* [What this task involves]: Word for word, transcribe all the entries shown below.

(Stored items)
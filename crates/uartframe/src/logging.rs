use clap::ValueEnum;
use tracing::level_filters::LevelFilter;

#[derive(Copy, Clone, Debug, ValueEnum)]
pub enum LogFormat {
    Text,
    Json,
}

#[derive(Copy, Clone, Debug, ValueEnum)]
pub enum LogLevel {
    Error,
    Warn,
    Info,
    Debug,
    Trace,
}

impl From<LogLevel> for LevelFilter {
    fn from(level: LogLevel) -> Self {
        match level {
            LogLevel::Error => LevelFilter::ERROR,
            LogLevel::Warn => LevelFilter::WARN,
            LogLevel::Info => LevelFilter::INFO,
            LogLevel::Debug => LevelFilter::DEBUG,
            LogLevel::Trace => LevelFilter::TRACE,
        }
    }
}

/// Install the stderr subscriber. Stdout is reserved for command output.
pub fn init_logging(format: LogFormat, level: LogLevel) {
    let builder = tracing_subscriber::fmt()
        .with_writer(std::io::stderr)
        .with_max_level(LevelFilter::from(level))
        .with_ansi(false)
        .with_target(false);

    let _ = match format {
        LogFormat::Text => builder.try_init(),
        LogFormat::Json => builder.json().try_init(),
    };
}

* [Result for this exercise]:
filename crates/uartframe/src/logging.rs
use clap::ValueEnum;
use tracing::level_filters::LevelFilter;

#[derive(Copy, Clone, Debug, ValueEnum)]
pub enum LogFormat {
    Text,
    Json,
}

#[derive(Copy, Clone, Debug, ValueEnum)]
pub enum LogLevel {
    Error,
    Warn,
    Info,
    Debug,
    Trace,
}

impl From<LogLevel> for LevelFilter {
    fn from(level: LogLevel) -> Self {
        match level {
            LogLevel::Error => LevelFilter::ERROR,
            LogLevel::Warn => LevelFilter::WARN,
            LogLevel::Info => LevelFilter::INFO,
            LogLevel::Debug => LevelFilter::DEBUG,
            LogLevel::Trace => LevelFilter::TRACE,
        }
    }
}

/// Install the stderr subscriber. Stdout is reserved for command output.
pub fn init_logging(format: LogFormat, level: LogLevel) {
    let builder = tracing_subscriber::fmt()
        .with_writer(std::io::stderr)
        .with_max_level(LevelFilter::from(level))
        .with_ansi(false)
        .with_target(false);

    let _ = match format {
        LogFormat::Text => builder.try_init(),
        LogFormat::Json => builder.json().try_init(),
    };
}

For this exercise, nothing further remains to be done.